● **Problem details**
When a line in the material beneath includes the word "NVDA", add it to the count, and report the count alone.

BEGIN

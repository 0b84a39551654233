//! Strategy specification as submitted per stock in a batch request.

use crate::domain::error::StratbenchError;
use crate::domain::indicator::{IndicatorSpec, RuleScope};
use crate::domain::rule::{extract_exit_rules, ExitCondition, Rule};
use chrono::{NaiveDate, NaiveDateTime, NaiveTime};
use serde::{Deserialize, Deserializer, Serialize};

pub const TIMEFRAMES: [&str; 8] = ["1m", "5m", "15m", "1h", "4h", "1d", "1w", "1M"];

fn default_timeframe() -> String {
    "1d".to_string()
}

/// Accepts `YYYY-MM-DD`, a full ISO timestamp, an empty string or null.
fn lenient_date<'de, D>(deserializer: D) -> Result<Option<NaiveDate>, D::Error>
where
    D: Deserializer<'de>,
{
    let raw = Option::<String>::deserialize(deserializer)?;
    match raw.as_deref().map(str::trim) {
        None | Some("") => Ok(None),
        Some(s) => {
            let day = s.get(..10).unwrap_or(s);
            NaiveDate::parse_from_str(day, "%Y-%m-%d")
                .map(Some)
                .map_err(|_| serde::de::Error::custom(format!("invalid start_date {s:?}")))
        }
    }
}

#[derive(Debug, Clone, PartialEq, Serialize, Deserialize)]
pub struct StrategySpec {
    pub symbol: String,
    pub investment: f64,
    #[serde(default, alias = "maxLoss")]
    pub max_loss: f64,
    #[serde(default = "default_timeframe")]
    pub timeframe: String,
    #[serde(default, deserialize_with = "lenient_date")]
    pub start_date: Option<NaiveDate>,
    #[serde(default)]
    pub since_ipo: bool,
    #[serde(default)]
    pub entry_rules: Vec<Rule>,
    #[serde(default)]
    pub exit_conditions: Vec<ExitCondition>,
}

impl StrategySpec {
    /// Parse one request item. A malformed item only fails itself.
    pub fn from_value(value: &serde_json::Value) -> Result<Self, StratbenchError> {
        StrategySpec::deserialize(value).map_err(|e| StratbenchError::InvalidStrategy {
            symbol: symbol_hint(value),
            reason: e.to_string(),
        })
    }

    /// First bar to load; `None` means full history.
    pub fn history_start(&self) -> Option<NaiveDateTime> {
        if self.since_ipo {
            return None;
        }
        self.start_date
            .map(|date| NaiveDateTime::new(date, NaiveTime::MIN))
    }

    pub fn exit_rules(&self) -> Vec<&Rule> {
        extract_exit_rules(&self.exit_conditions)
    }

    /// Smallest take-profit threshold; any one firing closes the position.
    pub fn take_profit(&self) -> Option<f64> {
        self.exit_conditions
            .iter()
            .filter_map(|c| match c {
                ExitCondition::TakeProfit { value } => *value,
                _ => None,
            })
            .reduce(f64::min)
    }

    /// Smallest stop-loss threshold, as a positive loss amount.
    pub fn stop_loss(&self) -> Option<f64> {
        self.exit_conditions
            .iter()
            .filter_map(|c| match c {
                ExitCondition::StopLoss { value } => *value,
                _ => None,
            })
            .reduce(f64::min)
    }

    pub fn indicator_specs(&self) -> Vec<IndicatorSpec> {
        let entry = self
            .entry_rules
            .iter()
            .flat_map(|r| r.indicator_specs(RuleScope::Entry));
        let exit = self
            .exit_rules()
            .into_iter()
            .flat_map(|r| r.indicator_specs(RuleScope::Exit));
        entry.chain(exit).collect()
    }
}

pub fn symbol_hint(value: &serde_json::Value) -> String {
    value
        .get("symbol")
        .and_then(serde_json::Value::as_str)
        .filter(|s| !s.trim().is_empty())
        .unwrap_or("<unknown>")
        .to_string()
}

#[cfg(test)]
mod tests {
    use super::*;
    use crate::domain::indicator::IndicatorKind;
    use serde_json::json;

    fn sample_json() -> serde_json::Value {
        json!({
            "symbol": "NVDA",
            "investment": 1000,
            "max_loss": 50,
            "timeframe": "1d",
            "start_date": "2024-03-01T00:00:00.000Z",
            "since_ipo": false,
            "entry_rules": [
                {"indicator": "rsi", "params": {"period": 14}, "operator": "<", "value": 30}
            ],
            "exit_conditions": [
                {"type": "take_profit", "value": 100},
                {"type": "take_profit", "value": 40},
                {"type": "stop_loss", "value": 25},
                {"type": "indicator", "indicator_rule":
                    {"indicator": "macd", "operator": "crossesBelow", "value": 0}}
            ]
        })
    }

    #[test]
    fn parses_request_item() {
        let spec = StrategySpec::from_value(&sample_json()).unwrap();
        assert_eq!(spec.symbol, "NVDA");
        assert_eq!(spec.start_date, NaiveDate::from_ymd_opt(2024, 3, 1));
        assert_eq!(spec.entry_rules.len(), 1);
        assert_eq!(spec.exit_conditions.len(), 4);
    }

    #[test]
    fn thresholds_take_smallest() {
        let spec = StrategySpec::from_value(&sample_json()).unwrap();
        assert_eq!(spec.take_profit(), Some(40.0));
        assert_eq!(spec.stop_loss(), Some(25.0));
    }

    #[test]
    fn specs_cover_entry_then_exit() {
        let spec = StrategySpec::from_value(&sample_json()).unwrap();
        let specs = spec.indicator_specs();
        assert_eq!(specs.len(), 2);
        assert_eq!(specs[0].kind, IndicatorKind::Rsi);
        assert_eq!(specs[0].scope, RuleScope::Entry);
        assert_eq!(specs[1].kind, IndicatorKind::Macd);
        assert_eq!(specs[1].scope, RuleScope::Exit);
    }

    #[test]
    fn since_ipo_ignores_start_date() {
        let mut spec = StrategySpec::from_value(&sample_json()).unwrap();
        assert!(spec.history_start().is_some());
        spec.since_ipo = true;
        assert_eq!(spec.history_start(), None);
    }

    #[test]
    fn empty_start_date_is_none() {
        let mut value = sample_json();
        value["start_date"] = json!("");
        let spec = StrategySpec::from_value(&value).unwrap();
        assert_eq!(spec.start_date, None);
    }

    #[test]
    fn malformed_item_reports_symbol() {
        let value = json!({"symbol": "AAPL", "investment": "lots"});
        match StrategySpec::from_value(&value) {
            Err(StratbenchError::InvalidStrategy { symbol, .. }) => assert_eq!(symbol, "AAPL"),
            other => panic!("expected InvalidStrategy, got {other:?}"),
        }
    }

    #[test]
    fn defaults_apply() {
        let spec = StrategySpec::from_value(&json!({"symbol": "MSFT", "investment": 10})).unwrap();
        assert_eq!(spec.timeframe, "1d");
        assert!(spec.entry_rules.is_empty());
        assert_eq!(spec.take_profit(), None);
        assert_eq!(spec.stop_loss(), None);
    }
}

END

● **Result below**
2